● **Requirement**: The records below must be transcribed precisely and in full.

● **Entries supplied**:
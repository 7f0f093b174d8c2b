use chrono::{DateTime, Duration, Utc};

use super::{ExclusionRule, HistorySnapshot};
use crate::ads::{AdEvent, AdEventTally, ConfirmationType, CreativeAd};

#[derive(Clone, Copy, Debug, PartialEq, Eq)]
pub enum Granularity {
    Creative,
    CreativeSet,
    Campaign,
}

impl Granularity {
    fn ad_id<'a>(&self, ad: &'a CreativeAd) -> &'a str {
        match self {
            Granularity::Creative => &ad.creative_instance_id,
            Granularity::CreativeSet => &ad.creative_set_id,
            Granularity::Campaign => &ad.campaign_id,
        }
    }

    fn event_id<'a>(&self, event: &'a AdEvent) -> &'a str {
        match self {
            Granularity::Creative => &event.creative_instance_id,
            Granularity::CreativeSet => &event.creative_set_id,
            Granularity::Campaign => &event.campaign_id,
        }
    }

    fn tally_id<'a>(&self, tally: &'a AdEventTally) -> &'a str {
        match self {
            Granularity::Creative => &tally.creative_instance_id,
            Granularity::CreativeSet => &tally.creative_set_id,
            Granularity::Campaign => &tally.campaign_id,
        }
    }

    fn label(&self) -> &'static str {
        match self {
            Granularity::Creative => "creative instance",
            Granularity::CreativeSet => "creative set",
            Granularity::Campaign => "campaign",
        }
    }
}

/// Rolling-window cap check. Counts history entries for the same id and confirmation type
/// inside `time_constraint` (`None` is lifetime) and excludes once `count >= cap`.
/// `cap == 0` never excludes.
pub fn should_exclude(
    ad: &CreativeAd,
    history: &[AdEvent],
    granularity: Granularity,
    confirmation_type: ConfirmationType,
    now: DateTime<Utc>,
    time_constraint: Option<Duration>,
    cap: u32,
) -> bool {
    cap != 0
        && count_events(ad, history, granularity, confirmation_type, now, time_constraint)
            >= cap as usize
}

fn count_events(
    ad: &CreativeAd,
    history: &[AdEvent],
    granularity: Granularity,
    confirmation_type: ConfirmationType,
    now: DateTime<Utc>,
    time_constraint: Option<Duration>,
) -> usize {
    let id = granularity.ad_id(ad);
    history
        .iter()
        .filter(|event| event.confirmation_type == confirmation_type)
        .filter(|event| granularity.event_id(event) == id)
        .filter(|event| match time_constraint {
            Some(window) => now - event.created_at < window,
            None => true,
        })
        .count()
}

fn count_tallied(
    ad: &CreativeAd,
    tallies: &[AdEventTally],
    granularity: Granularity,
    confirmation_type: ConfirmationType,
) -> usize {
    let id = granularity.ad_id(ad);
    tallies
        .iter()
        .filter(|tally| tally.confirmation_type == confirmation_type)
        .filter(|tally| granularity.tally_id(tally) == id)
        .map(|tally| tally.count)
        .sum()
}

#[derive(Clone, Copy, Debug)]
enum Cap {
    Fixed(u32),
    PerDay,
    PerWeek,
    PerMonth,
    TotalMax,
    DailyCap,
}

impl Cap {
    fn of(&self, ad: &CreativeAd) -> u32 {
        match self {
            Cap::Fixed(cap) => *cap,
            Cap::PerDay => ad.per_day,
            Cap::PerWeek => ad.per_week,
            Cap::PerMonth => ad.per_month,
            Cap::TotalMax => ad.total_max,
            Cap::DailyCap => ad.daily_cap,
        }
    }
}

/// A concrete instance of the generic cap check at one granularity and window.
#[derive(Clone, Debug)]
pub struct FrequencyCapRule {
    name: &'static str,
    granularity: Granularity,
    window: Option<Duration>,
    cap: Cap,
}

impl FrequencyCapRule {
    pub fn per_hour(cap: u32) -> Self {
        Self {
            name: "per_hour",
            granularity: Granularity::Creative,
            window: Some(Duration::hours(1)),
            cap: Cap::Fixed(cap),
        }
    }

    pub fn per_day() -> Self {
        Self {
            name: "per_day",
            granularity: Granularity::CreativeSet,
            window: Some(Duration::days(1)),
            cap: Cap::PerDay,
        }
    }

    pub fn per_week() -> Self {
        Self {
            name: "per_week",
            granularity: Granularity::CreativeSet,
            window: Some(Duration::days(7)),
            cap: Cap::PerWeek,
        }
    }

    pub fn per_month() -> Self {
        Self {
            name: "per_month",
            granularity: Granularity::CreativeSet,
            window: Some(Duration::days(28)),
            cap: Cap::PerMonth,
        }
    }

    pub fn total_max() -> Self {
        Self {
            name: "total_max",
            granularity: Granularity::CreativeSet,
            window: None,
            cap: Cap::TotalMax,
        }
    }

    pub fn daily_cap() -> Self {
        Self {
            name: "daily_cap",
            granularity: Granularity::Campaign,
            window: Some(Duration::days(1)),
            cap: Cap::DailyCap,
        }
    }
}

impl ExclusionRule for FrequencyCapRule {
    fn name(&self) -> &'static str {
        self.name
    }

    fn uuid(&self, ad: &CreativeAd) -> String {
        format!("{}:{}", self.granularity.label(), self.granularity.ad_id(ad))
    }

    fn should_exclude(&self, ad: &CreativeAd, snapshot: &HistorySnapshot) -> bool {
        let cap = self.cap.of(ad);
        if cap == 0 {
            return false;
        }

        let mut count = count_events(
            ad,
            snapshot.events(),
            self.granularity,
            ConfirmationType::Served,
            snapshot.now(),
            self.window,
        );
        // folded events are older than every window
        if self.window.is_none() {
            count += count_tallied(ad, snapshot.tallies(), self.granularity, ConfirmationType::Served);
        }
        count >= cap as usize
    }

    fn describe(&self, ad: &CreativeAd) -> String {
        format!(
            "{} {} has exceeded the {} frequency cap of {}",
            self.granularity.label(),
            self.granularity.ad_id(ad),
            self.name,
            self.cap.of(ad)
        )
    }
}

● **Task output**:
repository 7f0f093b174d8c2b
use chrono::{DateTime, Duration, Utc};

use super::{ExclusionRule, HistorySnapshot};
use crate::ads::{AdEvent, AdEventTally, ConfirmationType, CreativeAd};

#[derive(Clone, Copy, Debug, PartialEq, Eq)]
pub enum Granularity {
    Creative,
    CreativeSet,
    Campaign,
}

impl Granularity {
    fn ad_id<'a>(&self, ad: &'a CreativeAd) -> &'a str {
        match self {
            Granularity::Creative => &ad.creative_instance_id,
            Granularity::CreativeSet => &ad.creative_set_id,
            Granularity::Campaign => &ad.campaign_id,
        }
    }

    fn event_id<'a>(&self, event: &'a AdEvent) -> &'a str {
        match self {
            Granularity::Creative => &event.creative_instance_id,
            Granularity::CreativeSet => &event.creative_set_id,
            Granularity::Campaign => &event.campaign_id,
        }
    }

    fn tally_id<'a>(&self, tally: &'a AdEventTally) -> &'a str {
        match self {
            Granularity::Creative => &tally.creative_instance_id,
            Granularity::CreativeSet => &tally.creative_set_id,
            Granularity::Campaign => &tally.campaign_id,
        }
    }

    fn label(&self) -> &'static str {
        match self {
            Granularity::Creative => "creative instance",
            Granularity::CreativeSet => "creative set",
            Granularity::Campaign => "campaign",
        }
    }
}

/// Rolling-window cap check. Counts history entries for the same id and confirmation type
/// inside `time_constraint` (`None` is lifetime) and excludes once `count >= cap`.
/// `cap == 0` never excludes.
pub fn should_exclude(
    ad: &CreativeAd,
    history: &[AdEvent],
    granularity: Granularity,
    confirmation_type: ConfirmationType,
    now: DateTime<Utc>,
    time_constraint: Option<Duration>,
    cap: u32,
) -> bool {
    cap != 0
        && count_events(ad, history, granularity, confirmation_type, now, time_constraint)
            >= cap as usize
}

fn count_events(
    ad: &CreativeAd,
    history: &[AdEvent],
    granularity: Granularity,
    confirmation_type: ConfirmationType,
    now: DateTime<Utc>,
    time_constraint: Option<Duration>,
) -> usize {
    let id = granularity.ad_id(ad);
    history
        .iter()
        .filter(|event| event.confirmation_type == confirmation_type)
        .filter(|event| granularity.event_id(event) == id)
        .filter(|event| match time_constraint {
            Some(window) => now - event.created_at < window,
            None => true,
        })
        .count()
}

fn count_tallied(
    ad: &CreativeAd,
    tallies: &[AdEventTally],
    granularity: Granularity,
    confirmation_type: ConfirmationType,
) -> usize {
    let id = granularity.ad_id(ad);
    tallies
        .iter()
        .filter(|tally| tally.confirmation_type == confirmation_type)
        .filter(|tally| granularity.tally_id(tally) == id)
        .map(|tally| tally.count)
        .sum()
}

#[derive(Clone, Copy, Debug)]
enum Cap {
    Fixed(u32),
    PerDay,
    PerWeek,
    PerMonth,
    TotalMax,
    DailyCap,
}

impl Cap {
    fn of(&self, ad: &CreativeAd) -> u32 {
        match self {
            Cap::Fixed(cap) => *cap,
            Cap::PerDay => ad.per_day,
            Cap::PerWeek => ad.per_week,
            Cap::PerMonth => ad.per_month,
            Cap::TotalMax => ad.total_max,
            Cap::DailyCap => ad.daily_cap,
        }
    }
}

/// A concrete instance of the generic cap check at one granularity and window.
#[derive(Clone, Debug)]
pub struct FrequencyCapRule {
    name: &'static str,
    granularity: Granularity,
    window: Option<Duration>,
    cap: Cap,
}

impl FrequencyCapRule {
    pub fn per_hour(cap: u32) -> Self {
        Self {
            name: "per_hour",
            granularity: Granularity::Creative,
            window: Some(Duration::hours(1)),
            cap: Cap::Fixed(cap),
        }
    }

    pub fn per_day() -> Self {
        Self {
            name: "per_day",
            granularity: Granularity::CreativeSet,
            window: Some(Duration::days(1)),
            cap: Cap::PerDay,
        }
    }

    pub fn per_week() -> Self {
        Self {
            name: "per_week",
            granularity: Granularity::CreativeSet,
            window: Some(Duration::days(7)),
            cap: Cap::PerWeek,
        }
    }

    pub fn per_month() -> Self {
        Self {
            name: "per_month",
            granularity: Granularity::CreativeSet,
            window: Some(Duration::days(28)),
            cap: Cap::PerMonth,
        }
    }

    pub fn total_max() -> Self {
        Self {
            name: "total_max",
            granularity: Granularity::CreativeSet,
            window: None,
            cap: Cap::TotalMax,
        }
    }

    pub fn daily_cap() -> Self {
        Self {
            name: "daily_cap",
            granularity: Granularity::Campaign,
            window: Some(Duration::days(1)),
            cap: Cap::DailyCap,
        }
    }
}

impl ExclusionRule for FrequencyCapRule {
    fn name(&self) -> &'static str {
        self.name
    }

    fn uuid(&self, ad: &CreativeAd) -> String {
        format!("{}:{}", self.granularity.label(), self.granularity.ad_id(ad))
    }

    fn should_exclude(&self, ad: &CreativeAd, snapshot: &HistorySnapshot) -> bool {
        let cap = self.cap.of(ad);
        if cap == 0 {
            return false;
        }

        let mut count = count_events(
            ad,
            snapshot.events(),
            self.granularity,
            ConfirmationType::Served,
            snapshot.now(),
            self.window,
        );
        // folded events are older than every window
        if self.window.is_none() {
            count += count_tallied(ad, snapshot.tallies(), self.granularity, ConfirmationType::Served);
        }
        count >= cap as usize
    }

    fn describe(&self, ad: &CreativeAd) -> String {
        format!(
            "{} {} has exceeded the {} frequency cap of {}",
            self.granularity.label(),
            self.granularity.ad_id(ad),
            self.name,
            self.cap.of(ad)
        )
    }
}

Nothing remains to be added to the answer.